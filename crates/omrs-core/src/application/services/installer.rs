//! Copying artifacts into a server directory with rollback.
//!
//! Files being replaced are kept as `<name>.bak` until every artifact of
//! the batch is in place.

use std::path::{Path, PathBuf};

use tracing::{debug, info, warn};

use crate::application::ports::{ArtifactRepository, Filesystem};
use crate::domain::{Artifact, artifact_dir};
use crate::error::SdkResult;

/// Installs artifacts into a server and undoes its own writes on failure.
pub(crate) struct Installer<'a> {
    repository: &'a dyn ArtifactRepository,
    filesystem: &'a dyn Filesystem,
}

impl<'a> Installer<'a> {
    pub(crate) fn new(
        repository: &'a dyn ArtifactRepository,
        filesystem: &'a dyn Filesystem,
    ) -> Self {
        Self {
            repository,
            filesystem,
        }
    }

    /// Install every artifact into its directory under `server_dir`.
    ///
    /// A file already at an install target is moved aside first. If one
    /// install fails, files written by this call are removed, the moved
    /// files are put back and the error is returned.
    pub(crate) fn install_all(
        &self,
        server_dir: &Path,
        artifacts: &[&Artifact],
    ) -> SdkResult<Vec<PathBuf>> {
        let mut written = Vec::new();
        let mut backups = Vec::new();

        for artifact in artifacts {
            let dir = artifact_dir(server_dir, artifact);
            let target = dir.join(artifact.dest_file_name());

            if self.filesystem.exists(&target) {
                let backup = backup_path(&target);
                if let Err(e) = self.filesystem.rename(&target, &backup) {
                    self.rollback(&written, &backups);
                    return Err(e);
                }
                backups.push((target, backup));
            }

            match self.repository.install(artifact, &dir) {
                Ok(path) => {
                    debug!(artifact = %artifact, path = %path.display(), "Installed");
                    written.push(path);
                }
                Err(e) => {
                    warn!(artifact = %artifact, error = %e, "Install failed, rolling back");
                    self.rollback(&written, &backups);
                    return Err(e);
                }
            }
        }

        for (_, backup) in &backups {
            if let Err(e) = self.filesystem.remove_file(backup) {
                warn!(error = %e, path = %backup.display(), "Could not remove backup");
            }
        }

        info!(count = written.len(), "Artifacts installed");
        Ok(written)
    }

    /// Remove the installed file of `artifact` if it is there.
    pub(crate) fn remove(&self, server_dir: &Path, artifact: &Artifact) -> SdkResult<()> {
        let path = artifact_dir(server_dir, artifact).join(artifact.dest_file_name());
        if self.filesystem.exists(&path) {
            self.filesystem.remove_file(&path)?;
            debug!(path = %path.display(), "Removed");
        }
        Ok(())
    }

    /// Best-effort rollback: drop what was written, restore what was moved.
    fn rollback(&self, written: &[PathBuf], backups: &[(PathBuf, PathBuf)]) {
        for path in written {
            if let Err(e) = self.filesystem.remove_file(path) {
                warn!(error = %e, path = %path.display(), "Rollback failed");
            }
        }
        for (target, backup) in backups.iter().rev() {
            if let Err(e) = self.filesystem.rename(backup, target) {
                warn!(
                    error = %e,
                    path = %target.display(),
                    "Could not restore previous file"
                );
            }
        }
    }
}

/// Where an existing install target waits while its replacement is copied.
fn backup_path(target: &Path) -> PathBuf {
    let mut name = target.file_name().unwrap_or_default().to_os_string();
    name.push(".bak");
    target.with_file_name(name)
}
//! Description of a new module project and the archetype that generates it.

use std::fmt;
use std::path::PathBuf;

use crate::domain::artifact::GROUP_MODULE;
use crate::domain::error::DomainError;
use crate::domain::validation::DomainValidator;

pub const DEFAULT_MODULE_ID: &str = "basicexample";
pub const DEFAULT_DESCRIPTION: &str = "no description";
pub const DEFAULT_VERSION: &str = "1.0.0-SNAPSHOT";
pub const DEFAULT_AUTHOR: &str = "anonymous";
pub const DEFAULT_PLATFORM_VERSION: &str = "1.11.6";
pub const DEFAULT_REFAPP_VERSION: &str = "2.4";

pub const ARCHETYPE_GROUP_ID: &str = "org.openmrs.maven.archetypes";
pub const ARCHETYPE_PLATFORM: &str = "openmrs-sdk-archetype-module-platform";
pub const ARCHETYPE_REFAPP: &str = "openmrs-sdk-archetype-module-refapp";

#[derive(Debug, Clone, Copy, PartialEq, Eq)]
pub enum ProjectKind {
    PlatformModule,
    ReferenceApplicationModule,
}

impl ProjectKind {
    pub fn archetype_artifact_id(self) -> &'static str {
        match self {
            Self::PlatformModule => ARCHETYPE_PLATFORM,
            Self::ReferenceApplicationModule => ARCHETYPE_REFAPP,
        }
    }

    /// Default minimum version of whatever the module depends on.
    pub fn default_min_version(self) -> &'static str {
        match self {
            Self::PlatformModule => DEFAULT_PLATFORM_VERSION,
            Self::ReferenceApplicationModule => DEFAULT_REFAPP_VERSION,
        }
    }
}

impl fmt::Display for ProjectKind {
    fn fmt(&self, f: &mut fmt::Formatter<'_>) -> fmt::Result {
        f.write_str(match self {
            Self::PlatformModule => "Platform module",
            Self::ReferenceApplicationModule => "Reference Application module",
        })
    }
}

/// A validated module project description.
#[derive(Debug, Clone, PartialEq, Eq)]
pub struct ModuleProject {
    pub kind: ProjectKind,
    pub module_id: String,
    pub module_name: String,
    pub description: String,
    pub group_id: String,
    pub version: String,
    pub author: String,
    /// Minimum platform version, or minimum reference application version
    /// for [`ProjectKind::ReferenceApplicationModule`].
    pub min_version: String,
}

impl ModuleProject {
    /// Build a project, normalising and validating the identifiers.
    #[allow(clippy::too_many_arguments)]
    pub fn new(
        kind: ProjectKind,
        module_id: &str,
        module_name: &str,
        description: impl Into<String>,
        group_id: &str,
        version: impl Into<String>,
        author: impl Into<String>,
        min_version: impl Into<String>,
    ) -> Result<Self, DomainError> {
        Ok(Self {
            kind,
            module_id: DomainValidator::module_id(module_id)?,
            module_name: DomainValidator::module_name(module_name)?,
            description: description.into(),
            group_id: DomainValidator::group_id(group_id)?,
            version: version.into(),
            author: author.into(),
            min_version: min_version.into(),
        })
    }

    /// Module name without whitespace and dots, used as a Java class prefix.
    pub fn class_name_prefix(&self) -> String {
        self.module_name
            .chars()
            .filter(|c| !c.is_whitespace() && *c != '.')
            .collect()
    }

    pub fn package(&self) -> String {
        format!("{GROUP_MODULE}.{}", self.module_id)
    }

    /// The archetype invocation that generates this project.
    pub fn archetype_request(
        &self,
        archetype_version: impl Into<String>,
        output_dir: impl Into<PathBuf>,
    ) -> ArchetypeRequest {
        let mut properties = vec![
            ("groupId".to_string(), self.group_id.clone()),
            ("artifactId".to_string(), self.module_id.clone()),
            ("version".to_string(), self.version.clone()),
            ("package".to_string(), self.package()),
            ("moduleName".to_string(), self.module_name.clone()),
            ("moduleNameNoSpaces".to_string(), self.class_name_prefix()),
            ("moduleDescription".to_string(), self.description.clone()),
            ("user.name".to_string(), self.author.clone()),
        ];
        let min_key = match self.kind {
            ProjectKind::PlatformModule => "openmrsPlatformVersion",
            ProjectKind::ReferenceApplicationModule => "openmrsRefappVersion",
        };
        properties.push((min_key.to_string(), self.min_version.clone()));

        ArchetypeRequest {
            archetype_group_id: ARCHETYPE_GROUP_ID.to_string(),
            archetype_artifact_id: self.kind.archetype_artifact_id().to_string(),
            archetype_version: archetype_version.into(),
            catalog: None,
            output_dir: output_dir.into(),
            properties,
        }
    }
}

/// Everything the archetype generator needs, passed explicitly.
#[derive(Debug, Clone, PartialEq, Eq)]
pub struct ArchetypeRequest {
    pub archetype_group_id: String,
    pub archetype_artifact_id: String,
    pub archetype_version: String,
    pub catalog: Option<String>,
    pub output_dir: PathBuf,
    /// Ordered `-Dkey=value` properties.
    pub properties: Vec<(String, String)>,
}

impl ArchetypeRequest {
    pub fn with_catalog(mut self, catalog: Option<String>) -> Self {
        self.catalog = catalog;
        self
    }

    pub fn property(&self, key: &str) -> Option<&str> {
        self.properties
            .iter()
            .find(|(k, _)| k == key)
            .map(|(_, v)| v.as_str())
    }
}
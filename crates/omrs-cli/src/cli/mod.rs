//! CLI argument definitions using the clap derive API.
//!
//! This module is the *only* place that knows about argument names, aliases,
//! help text, and value enums.  No business logic lives here.

use std::path::PathBuf;

use clap::{Args, Parser, Subcommand, ValueEnum};

use omrs_core::application::{DeployRequest, ModuleRequest, ProjectRequest, SetupRequest};
use omrs_core::domain::{DEFAULT_DB_USER, DatabaseConfig, ProjectKind};

pub mod global;
pub use global::{GlobalArgs, OutputFormat};

// ── Top-level CLI ─────────────────────────────────────────────────────────────

/// Main CLI entry-point.
#[derive(Debug, Parser)]
#[command(
    name    = "omrs",
    bin_name = "omrs",
    version  = env!("CARGO_PKG_VERSION"),
    author   = env!("CARGO_PKG_AUTHORS"),
    about    = "Set up, deploy and upgrade local servers",
    long_about = "omrs creates server directories from a platform version or a \
                  distribution manifest, upgrades them, and manages their modules.",
    after_help = "EXAMPLES:\n\
        \x20 omrs setup --server-id demo --platform 2.0.0 --h2\n\
        \x20 omrs deploy --server-id demo --distro referenceapplication:2.4\n\
        \x20 omrs install-module --server-id demo --artifact-id appui --module-version 1.7\n\
        \x20 omrs --batch-answers 'demo,1,2,y,n' setup",
    arg_required_else_help = true,
    subcommand_required    = true,
)]
pub struct Cli {
    /// Flags available on every subcommand.
    #[command(flatten)]
    pub global: GlobalArgs,

    /// Subcommand to execute.
    #[command(subcommand)]
    pub command: Commands,
}

// ── Subcommands ───────────────────────────────────────────────────────────────

/// All available subcommands.
#[derive(Debug, Subcommand)]
pub enum Commands {
    /// Create a new server.
    #[command(
        about = "Set up a new server",
        after_help = "EXAMPLES:\n\
            \x20 omrs setup\n\
            \x20 omrs setup --server-id demo --platform 2.0.0 --h2 --no-demo-data\n\
            \x20 omrs setup --server-id clinic --distro referenceapplication:2.4 \\\n\
            \x20     --db-uri jdbc:mysql://localhost:3306/@DBNAME@ --db-password secret"
    )]
    Setup(SetupArgs),

    /// Upgrade a server to a distribution or platform version.
    #[command(
        about = "Deploy a distribution or platform to a server",
        after_help = "EXAMPLES:\n\
            \x20 omrs deploy --server-id demo --distro referenceapplication:2.4\n\
            \x20 omrs deploy --server-id demo --platform 2.0.0 --yes\n\
            \x20 omrs deploy --distro ./my-distro.toml"
    )]
    Deploy(DeployArgs),

    /// Install or update a module on a server.
    #[command(
        about = "Install a module",
        after_help = "EXAMPLES:\n\
            \x20 omrs install-module --server-id demo --artifact-id appui --module-version 1.7\n\
            \x20 omrs install-module -s demo -g org.openmrs.module -a webservices.rest -m 2.12"
    )]
    InstallModule(InstallModuleArgs),

    /// Remove a module from a server.
    #[command(
        about = "Uninstall a module",
        after_help = "EXAMPLES:\n\
            \x20 omrs uninstall-module --server-id demo --artifact-id appui"
    )]
    UninstallModule(UninstallModuleArgs),

    /// Show a server's configuration.
    #[command(
        about = "Show server details",
        after_help = "EXAMPLES:\n\
            \x20 omrs info --server-id demo\n\
            \x20 omrs info --server-id demo --output-format json"
    )]
    Info(ServerArgs),

    /// List servers.
    #[command(
        visible_alias = "ls",
        about = "List servers",
        after_help = "EXAMPLES:\n\
            \x20 omrs list\n\
            \x20 omrs list --output-format json"
    )]
    List,

    /// Redeploy a project's build output to a server.
    #[command(
        about = "Watch a project",
        after_help = "EXAMPLES:\n\
            \x20 omrs watch --server-id demo --artifact-id appui --path ../appui\n\
            \x20 omrs watch --server-id demo --list"
    )]
    Watch(WatchArgs),

    /// Stop watching projects.
    #[command(
        about = "Stop watching a project",
        after_help = "EXAMPLES:\n\
            \x20 omrs unwatch --server-id demo appui\n\
            \x20 omrs unwatch --server-id demo org.openmrs.module:appui\n\
            \x20 omrs unwatch --server-id demo ../appui"
    )]
    Unwatch(UnwatchArgs),

    /// Generate a module project from an archetype.
    #[command(
        about = "Create a module project",
        after_help = "EXAMPLES:\n\
            \x20 omrs create-project\n\
            \x20 omrs create-project --kind platform --module-id appointments\n\
            \x20 omrs create-project --kind refapp --output-dir ~/src"
    )]
    CreateProject(CreateProjectArgs),

    /// Initialise an omrs configuration file.
    #[command(
        about = "Initialise configuration",
        after_help = "EXAMPLES:\n\
            \x20 omrs init           # default location\n\
            \x20 omrs init --force   # overwrite an existing file\n\
            \x20 omrs -c ./omrs.toml init"
    )]
    Init(InitArgs),

    /// Generate shell completion scripts.
    #[command(
        about = "Generate shell completions",
        after_help = "EXAMPLES:\n\
            \x20 omrs completions bash > ~/.local/share/bash-completion/completions/omrs\n\
            \x20 omrs completions zsh  > ~/.zfunc/_omrs\n\
            \x20 omrs completions fish > ~/.config/fish/completions/omrs.fish"
    )]
    Completions(CompletionsArgs),

    /// Manage the omrs configuration.
    #[command(
        about = "Configuration management",
        subcommand,
        after_help = "EXAMPLES:\n\
            \x20 omrs config get sdk.servers_path\n\
            \x20 omrs config set sdk.platform_versions 1.11.6,2.0.0\n\
            \x20 omrs config list"
    )]
    Config(ConfigCommands),
}

// ── shared ────────────────────────────────────────────────────────────────────

/// Selects an existing server; asked for when missing.
#[derive(Debug, Args)]
pub struct ServerArgs {
    #[arg(short = 's', long = "server-id", value_name = "ID", help = "Server id")]
    pub server_id: Option<String>,
}

// ── setup ─────────────────────────────────────────────────────────────────────

/// Arguments for `omrs setup`.
#[derive(Debug, Args)]
pub struct SetupArgs {
    #[arg(short = 's', long = "server-id", value_name = "ID", help = "Id of the new server")]
    pub server_id: Option<String>,

    /// Distribution manifest: a file path or `artifactId:version` coordinates.
    #[arg(
        short = 'd',
        long = "distro",
        value_name = "REFERENCE",
        conflicts_with = "platform",
        help = "Distribution manifest path or coordinates"
    )]
    pub distro: Option<String>,

    #[arg(
        short = 'p',
        long = "platform",
        value_name = "VERSION",
        help = "Platform version to install"
    )]
    pub platform: Option<String>,

    #[command(flatten)]
    pub database: DatabaseArgs,

    #[arg(
        long = "demo-data",
        conflicts_with = "no_demo_data",
        help = "Include demo data"
    )]
    pub demo_data: bool,

    #[arg(long = "no-demo-data", help = "Do not include demo data")]
    pub no_demo_data: bool,
}

/// Database options for `omrs setup`.
#[derive(Debug, Args)]
pub struct DatabaseArgs {
    #[arg(long = "h2", conflicts_with = "db_uri", help = "Use an embedded H2 database")]
    pub h2: bool,

    /// MySQL JDBC URI; `@DBNAME@` is replaced with the database name.
    #[arg(long = "db-uri", value_name = "URI", help = "MySQL JDBC URI")]
    pub db_uri: Option<String>,

    #[arg(
        long = "db-user",
        value_name = "USER",
        requires = "db_uri",
        help = "Database user"
    )]
    pub db_user: Option<String>,

    #[arg(
        long = "db-password",
        value_name = "PASSWORD",
        requires = "db_uri",
        help = "Database password"
    )]
    pub db_password: Option<String>,
}

impl DatabaseArgs {
    /// The configured database, or `None` to ask.
    pub fn to_config(&self) -> Option<DatabaseConfig> {
        if self.h2 {
            return Some(DatabaseConfig::h2());
        }
        self.db_uri.as_deref().map(|uri| {
            DatabaseConfig::mysql(
                uri,
                self.db_user.as_deref().unwrap_or(DEFAULT_DB_USER),
                self.db_password.as_deref().unwrap_or_default(),
            )
        })
    }
}

impl SetupArgs {
    pub fn into_request(self) -> SetupRequest {
        let include_demo_data = match (self.demo_data, self.no_demo_data) {
            (true, _) => Some(true),
            (_, true) => Some(false),
            _ => None,
        };
        SetupRequest {
            database: self.database.to_config(),
            server_id: self.server_id,
            distribution: self.distro,
            platform_version: self.platform,
            include_demo_data,
        }
    }
}

// ── deploy ────────────────────────────────────────────────────────────────────

/// Arguments for `omrs deploy`.
#[derive(Debug, Args)]
pub struct DeployArgs {
    #[arg(short = 's', long = "server-id", value_name = "ID", help = "Server id")]
    pub server_id: Option<String>,

    #[arg(
        short = 'd',
        long = "distro",
        value_name = "REFERENCE",
        conflicts_with = "platform",
        help = "Distribution manifest path or coordinates"
    )]
    pub distro: Option<String>,

    #[arg(
        short = 'p',
        long = "platform",
        value_name = "VERSION",
        help = "Platform version to deploy"
    )]
    pub platform: Option<String>,

    /// Apply the upgrade without asking for confirmation.
    #[arg(short = 'y', long = "yes", help = "Skip confirmation")]
    pub yes: bool,
}

impl DeployArgs {
    pub fn into_request(self) -> DeployRequest {
        DeployRequest {
            server_id: self.server_id,
            distribution: self.distro,
            platform_version: self.platform,
            assume_yes: self.yes,
        }
    }
}

// ── modules ───────────────────────────────────────────────────────────────────

/// Arguments for `omrs install-module`.
#[derive(Debug, Args)]
pub struct InstallModuleArgs {
    #[arg(short = 's', long = "server-id", value_name = "ID", help = "Server id")]
    pub server_id: Option<String>,

    #[arg(short = 'g', long = "group-id", value_name = "GROUP", help = "Module groupId")]
    pub group_id: Option<String>,

    /// Module artifactId; `-omod` is appended when missing.
    #[arg(
        short = 'a',
        long = "artifact-id",
        value_name = "ARTIFACT",
        help = "Module artifactId"
    )]
    pub artifact_id: Option<String>,

    #[arg(
        short = 'm',
        long = "module-version",
        value_name = "VERSION",
        help = "Module version"
    )]
    pub version: Option<String>,
}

★ ★ ★ ★ ★

- Work order:
From the entries above, extract every line where the word "struct" appears.

- Response:
pub(crate) struct Installer<'a> {
pub struct ModuleProject {
pub struct ArchetypeRequest {
pub struct Cli {
pub struct ServerArgs {
pub struct SetupArgs {
pub struct DatabaseArgs {
pub struct DeployArgs {
pub struct InstallModuleArgs {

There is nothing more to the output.